Margin Trading & Leverage: A Beginner’s Guide

CFD trading
April 18, 2023
Margin trading and leverage are essential concepts for any trader. This short guide explains the difference between long and short margin positions using leverage, with examples to help you understand how these tools work.

What is Margin Trading?

Margin trading allows you to trade assets using borrowed funds from your broker. When you open a margin position, you’re essentially borrowing money to invest in an asset.
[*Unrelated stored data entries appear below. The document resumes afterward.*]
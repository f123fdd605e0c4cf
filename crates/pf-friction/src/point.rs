//! Friction-factor estimate for a single operating point.

use crate::error::{FrictionError, FrictionResult};
use crate::factor::{FlowRegime, RE_LAMINAR_MAX, laminar, swamee_jain};
use rand::Rng;
use rand_distr::{Distribution, Normal};

/// Friction factor at one (Re, ε/D) operating point.
#[derive(Debug, Clone, Copy)]
pub struct PointEstimate {
    pub reynolds: f64,
    pub rel_roughness: f64,
    pub friction: f64,
    pub regime: FlowRegime,
}

/// Estimate the friction factor at a single operating point.
///
/// Laminar and turbulent points use the closed-form correlations. In the
/// transitional band (2000 < Re < 4000) neither correlation is trustworthy,
/// so the estimate is one draw from a normal distribution whose mean
/// interpolates linearly between the laminar and turbulent predictions and
/// whose standard deviation is 20% of that mean. The generator is passed in
/// so callers can seed it and reproduce a draw exactly.
pub fn estimate<R: Rng + ?Sized>(
    reynolds: f64,
    rel_roughness: f64,
    rng: &mut R,
) -> FrictionResult<PointEstimate> {
    let regime = FlowRegime::classify(reynolds);
    let friction = match regime {
        FlowRegime::Laminar => laminar(reynolds)?,
        FlowRegime::Turbulent => swamee_jain(reynolds, rel_roughness)?,
        FlowRegime::Transitional => {
            let lam = laminar(reynolds)?;
            let turb = swamee_jain(reynolds, rel_roughness)?;
            let mean = lam + (turb - lam) * (reynolds - RE_LAMINAR_MAX) / RE_LAMINAR_MAX;
            let sigma = 0.2 * mean;
            let dist = Normal::new(mean, sigma).map_err(|_| FrictionError::NonPhysical {
                what: "transitional friction distribution",
            })?;
            dist.sample(rng)
        }
    };

    Ok(PointEstimate {
        reynolds,
        rel_roughness,
        friction,
        regime,
    })
}

#[cfg(test)]
mod tests {
    use super::*;
    use rand::SeedableRng;
    use rand::rngs::StdRng;

    #[test]
    fn laminar_point_is_deterministic() {
        let mut rng = StdRng::seed_from_u64(1);
        let p = estimate(1600.0, 0.001, &mut rng).unwrap();
        assert_eq!(p.regime, FlowRegime::Laminar);
        assert!((p.friction - 0.04).abs() < 1e-12);
    }

    #[test]
    fn turbulent_point_is_deterministic() {
        let mut rng = StdRng::seed_from_u64(1);
        let p = estimate(1e5, 0.001, &mut rng).unwrap();
        assert_eq!(p.regime, FlowRegime::Turbulent);
        assert!((p.friction - swamee_jain(1e5, 0.001).unwrap()).abs() < 1e-15);
    }

    #[test]
    fn transitional_point_reproducible_with_seed() {
        let mut a = StdRng::seed_from_u64(42);
        let mut b = StdRng::seed_from_u64(42);
        let pa = estimate(3000.0, 0.001, &mut a).unwrap();
        let pb = estimate(3000.0, 0.001, &mut b).unwrap();
        assert_eq!(pa.regime, FlowRegime::Transitional);
        assert_eq!(pa.friction.to_bits(), pb.friction.to_bits());
    }

    #[test]
    fn transitional_mean_interpolates() {
        // Re = 3000 sits halfway: mean = lam + (turb - lam)/2.
        let lam = laminar(3000.0).unwrap();
        let turb = swamee_jain(3000.0, 0.001).unwrap();
        let mean = lam + (turb - lam) * 0.5;
        let sigma = 0.2 * mean;

        // Average many seeded draws; should land near the mean.
        let mut rng = StdRng::seed_from_u64(7);
        let n = 4000;
        let sum: f64 = (0..n)
            .map(|_| estimate(3000.0, 0.001, &mut rng).unwrap().friction)
            .sum();
        let avg = sum / n as f64;
        assert!(
            (avg - mean).abs() < 4.0 * sigma / (n as f64).sqrt(),
            "avg = {avg}, mean = {mean}"
        );
    }
}
//! Piston trajectory rendered as two stacked time charts.

use crate::error::PlotResult;
use egui_plot::{Legend, Line, Plot, PlotPoints};
use pf_sim::PistonTrajectory;

fn series(t: &[f64], y: &[f64]) -> PlotPoints {
    let points: Vec<[f64; 2]> = t.iter().zip(y.iter()).map(|(&t, &y)| [t, y]).collect();
    points.into()
}

pub struct TrajectoryView {
    traj: PistonTrajectory,
}

impl TrajectoryView {
    pub fn new(traj: PistonTrajectory) -> Self {
        Self { traj }
    }

    pub fn ui(&self, ui: &mut egui::Ui) {
        let half = ui.available_height() / 2.0 - 8.0;

        ui.label("Piston velocity vs time");
        Plot::new("velocity")
            .legend(Legend::default())
            .height(half)
            .x_axis_label("Time (s)")
            .y_axis_label("Velocity (m/s)")
            .show(ui, |plot_ui| {
                plot_ui.line(
                    Line::new(series(&self.traj.t, &self.traj.velocity))
                        .color(egui::Color32::BLUE)
                        .name("velocity"),
                );
            });

        ui.label("Chamber pressures vs time");
        Plot::new("pressures")
            .legend(Legend::default())
            .x_axis_label("Time (s)")
            .y_axis_label("Pressure (Pa)")
            .show(ui, |plot_ui| {
                plot_ui.line(
                    Line::new(series(&self.traj.t, &self.traj.p_head))
                        .color(egui::Color32::BLUE)
                        .name("head side"),
                );
                plot_ui.line(
                    Line::new(series(&self.traj.t, &self.traj.p_rod))
                        .color(egui::Color32::RED)
                        .name("rod side"),
                );
            });
    }
}

struct TrajectoryApp {
    view: TrajectoryView,
}

impl eframe::App for TrajectoryApp {
    fn update(&mut self, ctx: &egui::Context, _frame: &mut eframe::Frame) {
        egui::CentralPanel::default().show(ctx, |ui| {
            self.view.ui(ui);
        });
    }
}

/// Open a blocking window showing the piston response.
pub fn show_trajectory(traj: PistonTrajectory) -> PlotResult<()> {
    let options = eframe::NativeOptions {
        viewport: egui::ViewportBuilder::default().with_inner_size([900.0, 720.0]),
        ..Default::default()
    };
    let view = TrajectoryView::new(traj);
    eframe::run_native(
        "Piston response",
        options,
        Box::new(move |_cc| Ok(Box::new(TrajectoryApp { view }))),
    )?;
    Ok(())
}

#[cfg(test)]
mod tests {
    use super::*;

    #[test]
    fn series_pairs_time_with_values() {
        let pts = series(&[0.0, 1.0, 2.0], &[5.0, 6.0, 7.0]);
        let v = pts.points();
        assert_eq!(v.len(), 3);
        assert_eq!(v[1].x, 1.0);
        assert_eq!(v[1].y, 6.0);
    }
}
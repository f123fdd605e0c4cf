use crate::PfError;

/// Floating point type used throughout system
pub type Real = f64;

/// One tolerance for everything
#[derive(Clone, Copy, Debug)]
pub struct Tolerances {
    pub abs: Real,
    pub rel: Real,
}

impl Default for Tolerances {
    fn default() -> Self {
        Self {
            abs: 1e-12,
            rel: 1e-9,
        }
    }
}

pub fn nearly_equal(a: Real, b: Real, tol: Tolerances) -> bool {
    let diff = (a - b).abs();
    if diff <= tol.abs {
        return true;
    }
    diff <= tol.rel * a.abs().max(b.abs())
}

pub fn ensure_finite(v: Real, what: &'static str) -> Result<Real, PfError> {
    if v.is_finite() {
        Ok(v)
    } else {
        Err(PfError::NonFinite { what, value: v })
    }
}

/// `n` evenly spaced values over [a, b], endpoints included.
///
/// Returns an empty vec for n == 0 and `[a]` for n == 1.
pub fn linspace(a: Real, b: Real, n: usize) -> Vec<Real> {
    match n {
        0 => Vec::new(),
        1 => vec![a],
        _ => {
            let step = (b - a) / (n - 1) as Real;
            (0..n).map(|i| a + step * i as Real).collect()
        }
    }
}

/// `n` log10-spaced values over [10^log_a, 10^log_b], endpoints included.
pub fn logspace(log_a: Real, log_b: Real, n: usize) -> Vec<Real> {
    linspace(log_a, log_b, n)
        .into_iter()
        .map(|e| 10.0_f64.powf(e))
        .collect()
}


#[cfg(test)]
mod proptests {
    use super::*;
    use proptest::prelude::*;

    proptest! {
        #[test]
        fn linspace_is_sorted_and_sized(
            a in -1.0e3_f64..1.0e3,
            span in 1.0e-3_f64..1.0e3,
            n in 2_usize..500,
        ) {
            let v = linspace(a, a + span, n);
            prop_assert_eq!(v.len(), n);
            prop_assert!(v.windows(2).all(|w| w[1] > w[0]));
            prop_assert_eq!(v[0], a);
        }

        #[test]
        fn nearly_equal_is_reflexive(x in -1.0e12_f64..1.0e12) {
            prop_assert!(nearly_equal(x, x, Tolerances::default()));
        }
    }
}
The amount you can borrow is called the margin, usually expressed as a percentage of the total value of the asset.

For example, if you want to trade an asset worth €100 and the margin requirement is 10%, you only need to invest €10 of your own money while borrowing the remaining €90 from your broker.

What is Leverage?

Leverage is a tool that magnifies both your potential gains and losses using borrowed funds. It is expressed as a ratio, such as 5:1 or 10:1.

For instance, using 10:1 leverage on a €100 trade allows you to control €1,000 worth of an asset. This means a 1% price increase in the asset results in a 10% gain on your initial investment (excluding fees or interest).
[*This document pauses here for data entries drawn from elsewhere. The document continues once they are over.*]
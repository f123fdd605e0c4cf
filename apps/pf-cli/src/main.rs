use clap::{Parser, Subcommand};
use pf_core::units::{constants, gpm, inch, microinch};
use pf_friction::{MoodyDiagram, PipeFlow, estimate};
use pf_plot::{show_moody, show_trajectory};
use pf_sim::{PistonTrajectory, SimOptions, SpoolValveParams, simulate};
use std::io::{self, Write};
use std::path::{Path, PathBuf};

#[derive(Parser)]
#[command(name = "pf-cli")]
#[command(about = "Pipeflow CLI - pipe friction and hydraulic valve analysis", long_about = None)]
struct Cli {
    #[command(subcommand)]
    command: Commands,
}

#[derive(Subcommand)]
enum Commands {
    /// Display the Moody diagram
    Moody,
    /// Interactively estimate a friction factor and mark it on the diagram
    Point,
    /// Simulate the spool-valve piston and plot the response
    Valve {
        /// End of the simulation window in seconds
        #[arg(long, default_value_t = pf_sim::DEFAULT_T_END)]
        t_end: f64,
        /// Number of evenly spaced sample times to report
        #[arg(long, default_value_t = pf_sim::DEFAULT_SAMPLES)]
        samples: usize,
        /// YAML file overriding the default valve parameters
        #[arg(long)]
        scenario: Option<PathBuf>,
        /// Write the sampled trajectory to a CSV file
        #[arg(long)]
        export: Option<PathBuf>,
        /// Skip the chart window
        #[arg(long)]
        no_plot: bool,
    },
}

#[derive(Debug, thiserror::Error)]
enum CliError {
    #[error("Friction calculation failed: {0}")]
    Friction(#[from] pf_friction::FrictionError),

    #[error("Simulation failed: {0}")]
    Sim(#[from] pf_sim::SimError),

    #[error("Plot window failed: {0}")]
    Plot(#[from] pf_plot::PlotError),

    #[error("Not a number: {0:?}")]
    Parse(String),

    #[error("Failed to parse scenario file: {0}")]
    Scenario(#[from] serde_yaml::Error),

    #[error("I/O error: {0}")]
    Io(#[from] std::io::Error),
}

type CliResult<T> = Result<T, CliError>;

fn main() -> CliResult<()> {
    // Initialize tracing
    tracing_subscriber::fmt::init();

    let cli = Cli::parse();

    match cli.command {
        Commands::Moody => cmd_moody(),
        Commands::Point => cmd_point(),
        Commands::Valve {
            t_end,
            samples,
            scenario,
            export,
            no_plot,
        } => cmd_valve(t_end, samples, scenario.as_deref(), export.as_deref(), no_plot),
    }
}

fn cmd_moody() -> CliResult<()> {
    let diagram = MoodyDiagram::build()?;
    show_moody(diagram, None)?;
    Ok(())
}

fn cmd_point() -> CliResult<()> {
    loop {
        let diameter = prompt_f64("Enter the pipe diameter in inches: ")?;
        let roughness = prompt_f64("Enter the pipe roughness in micro-inches: ")?;
        let flow = prompt_f64("Enter the flow rate in gallons per minute: ")?;

        let pipe = PipeFlow::new(
            inch(diameter),
            microinch(roughness),
            gpm(flow),
            constants::nu_water_60f(),
        );

        let re = pipe.reynolds()?;
        let rr = pipe.rel_roughness()?;
        let point = estimate(re, rr, &mut rand::rng())?;
        let hf_per_l = pipe.head_loss_per_length(point.friction)?;

        println!("Reynolds number (Re): {re:.2}");
        println!("Relative roughness (eps/D): {rr:.6}");
        println!("Friction factor (f): {:.4}", point.friction);
        println!("Head loss per unit length (hf/L): {hf_per_l:.6}");

        let diagram = MoodyDiagram::build()?;
        show_moody(diagram, Some(point.into()))?;

        let again = prompt_line("Do you want to re-specify parameters? (yes/no): ")?;
        if !again.trim().eq_ignore_ascii_case("yes") {
            break;
        }
    }
    Ok(())
}

fn cmd_valve(
    t_end: f64,
    samples: usize,
    scenario: Option<&Path>,
    export: Option<&Path>,
    no_plot: bool,
) -> CliResult<()> {
    let params: SpoolValveParams = match scenario {
        Some(path) => {
            println!("Loading scenario: {}", path.display());
            serde_yaml::from_str(&std::fs::read_to_string(path)?)?
        }
        None => SpoolValveParams::default(),
    };

    println!("Running valve simulation: t_end = {t_end:.4} s, {samples} samples");
    tracing::debug!(?params, "valve parameters");

    let opts = SimOptions {
        t_end,
        ..Default::default()
    };
    let traj = simulate(params, &opts, samples)?;

    println!("✓ Simulation completed");
    println!("  Samples: {}", traj.len());
    if let (Some(&v), Some(&p1), Some(&p2)) = (
        traj.velocity.last(),
        traj.p_head.last(),
        traj.p_rod.last(),
    ) {
        println!("  Final velocity: {v:.4} m/s");
        println!("  Final pressures: head {p1:.4e} Pa, rod {p2:.4e} Pa");
    }

    if let Some(path) = export {
        export_csv(path, &traj)?;
        println!("✓ Exported series to {}", path.display());
    }

    if !no_plot {
        show_trajectory(traj)?;
    }
    Ok(())
}

fn export_csv(path: &Path, traj: &PistonTrajectory) -> CliResult<()> {
    let mut out = std::fs::File::create(path)?;
    writeln!(out, "t,position,velocity,p_head,p_rod")?;
    for i in 0..traj.len() {
        writeln!(
            out,
            "{},{},{},{},{}",
            traj.t[i], traj.position[i], traj.velocity[i], traj.p_head[i], traj.p_rod[i]
        )?;
    }
    Ok(())
}

fn prompt_line(msg: &str) -> CliResult<String> {
    print!("{msg}");
    io::stdout().flush()?;
    let mut line = String::new();
    io::stdin().read_line(&mut line)?;
    Ok(line)
}

fn prompt_f64(msg: &str) -> CliResult<f64> {
    let line = prompt_line(msg)?;
    let trimmed = line.trim();
    trimmed
        .parse::<f64>()
        .map_err(|_| CliError::Parse(trimmed.to_string()))
}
Short vs Long Margin Positions

Short-selling (Short)

A short position profits when the asset price falls. Traders often use it in declining markets or for hedging purposes.

Long-buying (Long)

A long position profits when the asset price rises. Essentially, you buy the asset (using borrowed funds if leveraging) and later sell it at a higher price to capture the gain.

Example: Going Short

Suppose you expect Bitcoin to drop and want to open a short position with 2× leverage using €100:

  • You invest €100.
  • Change lends you €100 more.
  • Your total position is €200.

If Bitcoin drops by 10%, you earn €20 (10% of €200, or 20% of your €100 investment).

This is how your profit or loss could look if you open a short BTC position with a €100 investment and the price changes by ±10%.
Calculation:
  • Short 0.0066667 BTC at €30,000 each → position value €200.
  • Price drops 10% to €27,000 → buy back 0.0066667 BTC for €180 → profit €20.
  • If the price rises 10%, you lose €20 (20% of your original €100).
Example: Going Long

Suppose you want to open a long position on gold with 20× leverage using €100:

  • You invest €100
  • Change lends you €1,900.
  • Total position: €2,000.

If gold rises 2%, your gain is €40 (2% of €2,000).

Calculation:
  • Buy 2 ounces at €1,000 each → position €2,000.
  • Price rises to €1,020 → sell 2 ounces for €2,040 → profit €40.
  • If the price falls, losses are similarly magnified by leverage.
Key Takeaways

Margin trading with leverage can greatly increase potential profits, but also magnifies losses. Always understand margin, leverage, and the difference between long and short positions before trading real money.

✅ Conduct thorough research.
✅ Use stop-loss orders to limit losses.
✅ Never invest more than you can afford to lose.